While my MIDI module has one digital ADSR output, I realised later that I needed a second ADSR output to control the VCF (filter). Rather than just build a single additional ADSR unit, I've decided to build a dual unit so that both are functionally identical.
So after reviewing several designs, I have decided upon a custom design of my own, documented here:http://www.experimentalistsanonymous.com/ve3wwg/doku.php?id=synth_dual_adsr
This design has the following general features:
- Has hysteresis on the gate input to allow analog signals to trigger it
- Can be switched into "ganged" mode, since you'll often want both units triggered from the same Gate signal (this saves an extra patch cord)
- Fairly simple design
If I left out the Schmitt trigger circuit, this would be a very simple design. But I felt that the Schmitt trigger is a useful addition, allowing flexibility to use LFOs or other analog mixed signals to trigger a unit.
The Schmitt trigger gave me the most difficulty. I had done several iterations of using discrete transistors for this purpose. But after doing some Monte-Carlo analysis realized that the resistor values were quite critical, requiring 1% components. For me, this meant "special order" and potential for failure.

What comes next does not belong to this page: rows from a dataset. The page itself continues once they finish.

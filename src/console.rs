//! Line-oriented operator console.
//!
//! Reads run on a plain OS thread. A blocked read never holds the runtime
//! open, so the binaries exit as soon as their driver loop returns.

use std::io::BufRead;
use std::thread::JoinHandle;

use tokio::sync::mpsc;
use tokio_util::sync::CancellationToken;
use tracing::{debug, warn};

/// How the console treats one non-empty input line.
#[derive(Debug, Clone, PartialEq)]
pub enum ConsoleInput<T> {
    Dispatch(T),
    /// Cancels the session token and stops reading.
    Quit,
    Unknown,
}

/// Spawns the console reader. Lines are trimmed, blanks are skipped, and
/// every other line goes through `interpret`.
///
/// The thread ends on end of input, on a read error, on `Quit`, or once the
/// receiving side of `tx` is gone.
pub fn spawn_console<R, T, F>(
    input: R,
    tx: mpsc::Sender<T>,
    cancel: CancellationToken,
    mut interpret: F,
) -> std::io::Result<JoinHandle<()>>
where
    R: BufRead + Send + 'static,
    T: Send + 'static,
    F: FnMut(&str) -> ConsoleInput<T> + Send + 'static,
{
    std::thread::Builder::new()
        .name("console".to_string())
        .spawn(move || {
            for line in input.lines() {
                let line = match line {
                    Ok(line) => line,
                    Err(e) => {
                        warn!("Console read failed: {}", e);
                        break;
                    }
                };
                let command = line.trim();
                if command.is_empty() {
                    continue;
                }

                match interpret(command) {
                    ConsoleInput::Dispatch(item) => {
                        if tx.blocking_send(item).is_err() {
                            break;
                        }
                    }
                    ConsoleInput::Quit => {
                        cancel.cancel();
                        break;
                    }
                    ConsoleInput::Unknown => warn!("Unknown command: '{}'", command),
                }
            }
            debug!("Console closed");
        })
}
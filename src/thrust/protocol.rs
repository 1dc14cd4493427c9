//! Thrust stand line protocol.
//!
//! Inbound, one sample per line: `<thrust>,<time>\n` (ASCII decimal floats).
//! Outbound, one command per line: `TARE`, `START`, `STOP`.

use serde::{Deserialize, Serialize};

#[derive(Debug, Clone, Copy, PartialEq, Serialize, Deserialize)]
pub struct ThrustSample {
    pub thrust: f64,
    pub time: f64,
}

/// Parses one inbound line. Anything other than exactly two numeric fields is `None`.
pub fn parse_sample(line: &str) -> Option<ThrustSample> {
    let mut fields = line.trim().split(',');
    let thrust = fields.next()?.trim().parse::<f64>().ok()?;
    let time = fields.next()?.trim().parse::<f64>().ok()?;
    if fields.next().is_some() {
        return None;
    }
    Some(ThrustSample { thrust, time })
}

#[derive(Debug, Clone, Copy, PartialEq, Eq, Hash, Serialize, Deserialize)]
pub enum StandCommand {
    /// Zero the load cell.
    Tare,
    Start,
    Stop,
}

impl StandCommand {
    /// Exact bytes written to the transport, newline included.
    pub fn wire(&self) -> &'static str {
        match self {
            StandCommand::Tare => "TARE\n",
            StandCommand::Start => "START\n",
            StandCommand::Stop => "STOP\n",
        }
    }
}
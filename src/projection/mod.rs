//! Render-side projections of the telemetry engine. Everything here is pure:
//! no owned state, no failure modes, empty histories degrade to zeros.

pub mod frame;
pub mod geometry;
use serde::{Deserialize, Serialize};
use uuid::Uuid;

use super::geometry::{
    compute_combined_range, compute_range, rotate_glyph, AttitudeGlyph, Point, RangeWindow,
    RANGE_MARGIN, SIDE_VIEW_FLOOR, TOP_DOWN_FLOOR,
};
use crate::kernel::channel::Channel;
use crate::kernel::state::TelemetryState;
use crate::kernel::time::Tick;

/// Gauge bounds for the speed dial.
pub const SPEED_GAUGE_MAX: f64 = 300.0;
/// Attitude glyph viewport half-width.
pub const GLYPH_VIEWPORT: f64 = 3.0;

const CURRENT_MARKER_SIZE: u32 = 10;

#[derive(Debug, Clone, Default, PartialEq, Serialize, Deserialize)]
pub struct Trace {
    pub x: Vec<f64>,
    pub y: Vec<f64>,
}

#[derive(Debug, Clone, Copy, PartialEq, Serialize, Deserialize)]
pub struct Marker {
    pub position: Point,
    pub size: u32,
}

/// One trajectory plot: path, current position, launch point and axis ranges.
#[derive(Debug, Clone, PartialEq, Serialize)]
pub struct SpatialPlot {
    pub title: &'static str,
    pub x_label: &'static str,
    pub y_label: &'static str,
    pub path: Trace,
    pub current: Marker,
    pub start: Marker,
    pub x_range: RangeWindow,
    pub y_range: RangeWindow,
}

#[derive(Debug, Clone, PartialEq, Serialize)]
pub struct GlyphView {
    pub title: &'static str,
    pub glyph: AttitudeGlyph,
    pub viewport: RangeWindow,
}

#[derive(Debug, Clone, Copy, PartialEq, Eq, Serialize, Deserialize)]
#[serde(rename_all = "snake_case")]
pub enum GaugeZone {
    Green,
    Yellow,
    Red,
}

impl GaugeZone {
    pub fn for_speed(speed: f64) -> Self {
        if speed < 100.0 {
            GaugeZone::Green
        } else if speed < 200.0 {
            GaugeZone::Yellow
        } else {
            GaugeZone::Red
        }
    }
}

#[derive(Debug, Clone, Copy, PartialEq, Serialize, Deserialize)]
pub struct SpeedGauge {
    pub value: f64,
    pub zone: GaugeZone,
    pub max: f64,
}

#[derive(Debug, Clone, PartialEq, Eq, Serialize)]
pub struct TelemetryRow {
    pub sensor: &'static str,
    pub value: String,
    pub unit: &'static str,
}

/// Everything the presentation layer needs for one update.
#[derive(Debug, Clone, PartialEq, Serialize)]
pub struct Frame {
    pub tick: Tick,
    pub launch_id: Uuid,
    pub horizontal: SpatialPlot,
    pub top_down: SpatialPlot,
    pub yaw: GlyphView,
    pub pitch: GlyphView,
    pub speed: SpeedGauge,
    pub table: Vec<TelemetryRow>,
}

impl Frame {
    /// Table row for `sensor`, matched on its display label.
    pub fn row(&self, sensor: &str) -> Option<&TelemetryRow> {
        self.table.iter().find(|row| row.sensor == sensor)
    }
}

/// Pure projection of the engine state into a render bundle.
pub fn project(state: &TelemetryState, tick: Tick, launch_id: Uuid) -> Frame {
    let snapshot = state.snapshot();

    Frame {
        tick,
        launch_id,
        horizontal: horizontal_plot(state),
        top_down: top_down_plot(state),
        yaw: glyph_view("Yaw Rotation", snapshot.gyro_yaw),
        pitch: glyph_view("Pitch Rotation", snapshot.gyro_pitch),
        speed: SpeedGauge {
            value: snapshot.speed,
            zone: GaugeZone::for_speed(snapshot.speed),
            max: SPEED_GAUGE_MAX,
        },
        table: Channel::TABLE
            .iter()
            .map(|&channel| TelemetryRow {
                sensor: channel.label(),
                value: format!("{:.2}", snapshot.value(channel)),
                unit: channel.unit(),
            })
            .collect(),
    }
}

fn horizontal_plot(state: &TelemetryState) -> SpatialPlot {
    let x = state.buffer(Channel::AccelX).to_vec();
    let y = state.buffer(Channel::AccelY).to_vec();
    let x_range = compute_range(&x, SIDE_VIEW_FLOOR, RANGE_MARGIN);
    let y_range = compute_range(&y, SIDE_VIEW_FLOOR, RANGE_MARGIN);

    SpatialPlot {
        title: "Scene, Horizontal",
        x_label: "X Travel (m)",
        y_label: "Altitude (m)",
        current: current_marker(state, Channel::AccelX, Channel::AccelY),
        start: Marker { position: Point::ORIGIN, size: 15 },
        x_range: RangeWindow::symmetric(x_range),
        // Altitude starts from the ground.
        y_range: RangeWindow::from_zero(y_range),
        path: Trace { x, y },
    }
}

fn top_down_plot(state: &TelemetryState) -> SpatialPlot {
    let x = state.buffer(Channel::AccelX).to_vec();
    let z = state.buffer(Channel::AccelZ).to_vec();
    // One range for both axes keeps the plot square.
    let range = compute_combined_range(&[x.as_slice(), z.as_slice()], TOP_DOWN_FLOOR, RANGE_MARGIN);

    SpatialPlot {
        title: "Scene, Top Down",
        x_label: "X Travel (m)",
        y_label: "Z Travel (m)",
        current: current_marker(state, Channel::AccelX, Channel::AccelZ),
        start: Marker { position: Point::ORIGIN, size: 10 },
        x_range: RangeWindow::symmetric(range),
        y_range: RangeWindow::symmetric(range),
        path: Trace { x, y: z },
    }
}

fn current_marker(state: &TelemetryState, x: Channel, y: Channel) -> Marker {
    Marker {
        position: Point::new(state.latest(x), state.latest(y)),
        size: CURRENT_MARKER_SIZE,
    }
}

fn glyph_view(title: &'static str, angle_degrees: f64) -> GlyphView {
    GlyphView {
        title,
        glyph: rotate_glyph(angle_degrees),
        viewport: RangeWindow::symmetric(GLYPH_VIEWPORT),
    }
}
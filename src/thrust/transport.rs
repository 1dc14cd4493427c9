use std::io::{BufRead, BufReader, ErrorKind, Read, Write};

use serialport::SerialPort;
use tracing::{debug, info};

use super::error::StandError;
use super::protocol::StandCommand;
use crate::config::StandConfig;

/// Inbound half of the stand link.
pub trait LineSource {
    /// Next complete line without its terminator.
    ///
    /// `Ok(None)` means the bounded read timed out with no complete line; a
    /// partial line is kept and finished on a later call. End-of-stream is
    /// [`StandError::Disconnected`].
    fn read_line(&mut self) -> Result<Option<String>, StandError>;
}

/// Outbound half of the stand link. Commands are fire-and-forget.
pub trait CommandSink {
    fn send(&mut self, command: StandCommand) -> Result<(), StandError>;
}

impl<W: Write + ?Sized> CommandSink for W {
    fn send(&mut self, command: StandCommand) -> Result<(), StandError> {
        self.write_all(command.wire().as_bytes())?;
        self.flush()?;
        debug!("Sent {:?}", command);
        Ok(())
    }
}

/// Line framing over any byte stream.
pub struct StreamLines<R> {
    reader: BufReader<R>,
    pending: Vec<u8>,
}

impl<R: Read> StreamLines<R> {
    pub fn new(inner: R) -> Self {
        Self {
            reader: BufReader::new(inner),
            pending: Vec::new(),
        }
    }

    fn take_line(&mut self) -> String {
        let line = String::from_utf8_lossy(&self.pending)
            .trim_end_matches(['\r', '\n'])
            .to_string();
        self.pending.clear();
        line
    }
}

impl<R: Read> LineSource for StreamLines<R> {
    fn read_line(&mut self) -> Result<Option<String>, StandError> {
        // read_until keeps whatever it read before an error in `pending`
        match self.reader.read_until(b'\n', &mut self.pending) {
            Ok(0) if self.pending.is_empty() => Err(StandError::Disconnected),
            // Either a full line, or the final unterminated one before EOF.
            Ok(_) => Ok(Some(self.take_line())),
            Err(e) if matches!(e.kind(), ErrorKind::TimedOut | ErrorKind::WouldBlock | ErrorKind::Interrupted) => {
                Ok(None)
            }
            Err(e) => Err(e.into()),
        }
    }
}

/// Serial port connection to the thrust stand.
pub struct SerialLink;

impl SerialLink {
    /// Opens the configured port and splits it into a line reader and a command writer.
    pub fn open(
        config: &StandConfig,
    ) -> Result<(StreamLines<Box<dyn SerialPort>>, Box<dyn SerialPort>), StandError> {
        let port = serialport::new(config.port.as_str(), config.baud_rate)
            .timeout(config.read_timeout())
            .open()?;
        let writer = port.try_clone()?;

        info!(
            "Opened thrust stand on {} at {} baud (read timeout {}ms)",
            config.port, config.baud_rate, config.read_timeout_ms
        );

        Ok((StreamLines::new(port), writer))
    }
}
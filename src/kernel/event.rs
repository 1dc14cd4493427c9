use serde::{Deserialize, Serialize};

/// Operator triggers delivered to the reactor between ticks.
///
/// Each event is consumed by exactly one round. Both variants run the reset
/// protocol; they are kept apart so logs show which control fired.
#[derive(Debug, Clone, Copy, PartialEq, Eq, Serialize, Deserialize)]
pub enum ControlEvent {
    /// "Set Launch Site": re-zero every channel at the current position.
    SetLaunchSite,
    /// "ABORT - Reset".
    Abort,
}

impl ControlEvent {
    /// Parses an operator console command.
    pub fn from_command(command: &str) -> Option<Self> {
        match command.trim().to_ascii_lowercase().as_str() {
            "launch" | "set" | "setlaunch" => Some(ControlEvent::SetLaunchSite),
            "abort" | "reset" => Some(ControlEvent::Abort),
            _ => None,
        }
    }
}
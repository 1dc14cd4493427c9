use std::path::{Path, PathBuf};
use std::thread::JoinHandle;
use std::time::Duration;

use ringbuf::traits::Consumer;
use tokio::sync::mpsc;
use tokio::time::{interval, MissedTickBehavior};
use tokio_util::sync::CancellationToken;
use tracing::{debug, error, info};

use super::error::StandError;
use super::history::ThrustHistory;
use super::protocol::{StandCommand, ThrustSample};
use super::transport::CommandSink;

/// Operator console commands.
#[derive(Debug, Clone, PartialEq, Eq)]
pub enum OperatorCommand {
    Tare,
    Start,
    Stop,
    Toggle,
    Export(PathBuf),
    Quit,
}

impl OperatorCommand {
    pub fn parse(line: &str) -> Option<Self> {
        let mut words = line.split_whitespace();
        let verb = words.next()?.to_ascii_lowercase();
        match verb.as_str() {
            "tare" => Some(OperatorCommand::Tare),
            "start" => Some(OperatorCommand::Start),
            "stop" => Some(OperatorCommand::Stop),
            "toggle" => Some(OperatorCommand::Toggle),
            "export" => words.next().map(|path| OperatorCommand::Export(PathBuf::from(path))),
            "quit" | "exit" => Some(OperatorCommand::Quit),
            _ => None,
        }
    }
}

/// Single owner of the stand's command link, sample queue and history.
pub struct ThrustStand<S, C>
where
    S: CommandSink,
    C: Consumer<Item = ThrustSample>,
{
    sink: S,
    samples: C,
    history: ThrustHistory,
    scale_on: bool,
}

impl<S, C> ThrustStand<S, C>
where
    S: CommandSink,
    C: Consumer<Item = ThrustSample>,
{
    pub fn new(sink: S, samples: C) -> Self {
        Self {
            sink,
            samples,
            history: ThrustHistory::new(),
            scale_on: false,
        }
    }

    pub fn history(&self) -> &ThrustHistory {
        &self.history
    }

    pub fn is_running(&self) -> bool {
        self.scale_on
    }

    pub fn sink(&self) -> &S {
        &self.sink
    }

    pub fn tare(&mut self) -> Result<(), StandError> {
        info!("Taring load cell");
        self.sink.send(StandCommand::Tare)
    }

    pub fn start(&mut self) -> Result<(), StandError> {
        self.sink.send(StandCommand::Start)?;
        self.scale_on = true;
        info!("Scale started");
        Ok(())
    }

    pub fn stop(&mut self) -> Result<(), StandError> {
        self.sink.send(StandCommand::Stop)?;
        self.scale_on = false;
        info!("Scale stopped");
        Ok(())
    }

    /// Flips the scale between running and stopped. Returns the new state.
    pub fn toggle(&mut self) -> Result<bool, StandError> {
        if self.scale_on {
            self.stop()?;
        } else {
            self.start()?;
        }
        Ok(self.scale_on)
    }

    /// Moves every queued sample into the history. Returns how many arrived.
    pub fn drain(&mut self) -> usize {
        let mut count = 0;
        while let Some(sample) = self.samples.try_pop() {
            debug!("thrust : {}, time : {}", sample.thrust, sample.time);
            self.history.push(sample);
            count += 1;
        }
        count
    }

    pub fn export(&self, path: &Path) -> Result<(), StandError> {
        self.history.export_csv(path)?;
        info!("Exported {} samples to {}", self.history.len(), path.display());
        Ok(())
    }

    /// Applies one operator command. Returns `false` when the operator asked to quit.
    ///
    /// A failed export is reported and acquisition continues; a failed command
    /// write means the link is gone and is returned.
    pub fn apply(&mut self, command: OperatorCommand) -> Result<bool, StandError> {
        match command {
            OperatorCommand::Tare => self.tare()?,
            OperatorCommand::Start => self.start()?,
            OperatorCommand::Stop => self.stop()?,
            OperatorCommand::Toggle => {
                self.toggle()?;
            }
            OperatorCommand::Export(path) => {
                // Drain first so the file includes everything captured so far
                self.drain();
                if let Err(e) = self.export(&path) {
                    error!("Export to {} failed: {}", path.display(), e);
                }
            }
            OperatorCommand::Quit => return Ok(false),
        }
        Ok(true)
    }

    /// Acquisition loop: drains samples and applies operator commands every
    /// `poll`, until quit, cancellation, or a capture failure.
    pub async fn run(
        &mut self,
        mut commands: mpsc::Receiver<OperatorCommand>,
        capture: JoinHandle<Result<(), StandError>>,
        poll: Duration,
        cancel: CancellationToken,
    ) -> Result<(), StandError> {
        info!("Thrust stand loop started. Poll: {}ms", poll.as_millis());

        let mut cadence = interval(poll);
        cadence.set_missed_tick_behavior(MissedTickBehavior::Skip);
        let mut capture = Some(capture);

        let result = loop {
            tokio::select! {
                _ = cancel.cancelled() => break Ok(()),
                _ = cadence.tick() => {}
            }

            self.drain();

            let mut quit = false;
            while let Ok(command) = commands.try_recv() {
                match self.apply(command) {
                    Ok(true) => {}
                    Ok(false) => quit = true,
                    Err(e) => {
                        cancel.cancel();
                        return Err(e);
                    }
                }
            }
            if quit {
                break Ok(());
            }

            // The capture thread only ends on its own when the transport failed.
            if capture.as_ref().is_some_and(|handle| handle.is_finished()) {
                if let Some(handle) = capture.take() {
                    self.drain();
                    break match handle.join() {
                        Ok(outcome) => outcome,
                        Err(_) => Err(StandError::CapturePanicked),
                    };
                }
            }
        };

        cancel.cancel();
        info!("Thrust stand loop stopped with {} samples", self.history.len());
        result
    }
}
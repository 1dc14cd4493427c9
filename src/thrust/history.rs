use std::fs::File;
use std::io::Write;
use std::path::Path;

use super::error::StandError;
use super::protocol::ThrustSample;

/// Thrust and time series captured during one acquisition session, in arrival order.
#[derive(Debug, Clone, Default, PartialEq)]
pub struct ThrustHistory {
    times: Vec<f64>,
    thrusts: Vec<f64>,
}

impl ThrustHistory {
    pub fn new() -> Self {
        Self::default()
    }

    pub fn push(&mut self, sample: ThrustSample) {
        self.times.push(sample.time);
        self.thrusts.push(sample.thrust);
    }

    pub fn len(&self) -> usize {
        self.times.len()
    }

    pub fn is_empty(&self) -> bool {
        self.times.is_empty()
    }

    pub fn times(&self) -> &[f64] {
        &self.times
    }

    pub fn thrusts(&self) -> &[f64] {
        &self.thrusts
    }

    pub fn last(&self) -> Option<ThrustSample> {
        Some(ThrustSample {
            thrust: *self.thrusts.last()?,
            time: *self.times.last()?,
        })
    }

    /// Peak thrust so far.
    pub fn peak(&self) -> Option<ThrustSample> {
        self.samples()
            .max_by(|a, b| a.thrust.total_cmp(&b.thrust))
    }

    pub fn samples(&self) -> impl Iterator<Item = ThrustSample> + '_ {
        self.times
            .iter()
            .zip(&self.thrusts)
            .map(|(&time, &thrust)| ThrustSample { thrust, time })
    }

    pub fn clear(&mut self) {
        self.times.clear();
        self.thrusts.clear();
    }

    /// Writes `Time,Thrust` followed by one row per sample.
    pub fn write_csv<W: Write>(&self, writer: W) -> Result<(), StandError> {
        let mut wtr = csv::Writer::from_writer(writer);
        wtr.write_record(["Time", "Thrust"])?;
        for sample in self.samples() {
            wtr.write_record(&[sample.time.to_string(), sample.thrust.to_string()])?;
        }
        wtr.flush()?;
        Ok(())
    }

    pub fn export_csv(&self, path: impl AsRef<Path>) -> Result<(), StandError> {
        let file = File::create(path)?;
        self.write_csv(file)
    }
}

Using a normal split supply opamp for the Schmitt trigger presented other problems, since this requires work to keep the low output near ground potential, instead of going negative. The best compromise seems to be to use the LM3900 opamp, which is a Current Differencing Amplifier (CDA). The main attraction is the fact that it likes to operate from a single supply and swing to ground rather than negative. Creating a Schmitt trigger from these CDAs seemed to require the fewest number of components. Since you get four CDA units to a package, this worked out just right for a dual design.
The only other special innovation of this design is my emitter follower after the output TL072 opamp. Once you review the circuit, you'll see that the best that the charged capacitor C6 can be discharged is to within 0.6 volts due to the diode involved in the Release circuit. The emitter follower circuit corrects for this and reduces the ADSR output voltage (by 0.6 volts) to within about 100mV or so, depending upon the output level you've chosen.
If you wanted to economize, this dual design could accomplish that simply by sharing a single Gate input circuit. You'd of course lose some flexibility but it would eliminate the whole 2nd Schmitt trigger and trigger transistor circuits.